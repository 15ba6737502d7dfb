//! Reorder error types

use thiserror::Error;

/// Errors surfaced to the embedding application
///
/// Only misconfiguration is fatal. Everything that can go wrong during a
/// drag degrades to a retry or a no-op instead of an error.
#[derive(Error, Debug, Clone, PartialEq, Eq)]
pub enum ReorderError {
    /// No key extractor was supplied to the list builder
    #[error("a key extractor is required to build a reorderable list")]
    MissingKeyExtractor,
}

/// Reasons a cell measurement can fail
///
/// These never reach the caller; the measurement store requeues the cell.
#[derive(Error, Debug, Clone, PartialEq, Eq)]
pub enum MeasureError {
    /// The cell's view is not mounted yet
    #[error("cell `{0}` is not mounted")]
    NotMounted(String),

    /// The list container cannot be measured against yet
    #[error("list container is unavailable")]
    ContainerUnavailable,

    /// The host dropped the reply without answering
    #[error("measurement reply was dropped")]
    Dropped,

    /// Any other host-side failure
    #[error("measurement failed: {0}")]
    Failed(String),
}

/// Result type for reorder operations
pub type Result<T> = std::result::Result<T, ReorderError>;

- About this exercise -
Report how many lines of the listing above include the word "reply". Say nothing but the number.

- Answer for this exercise -
2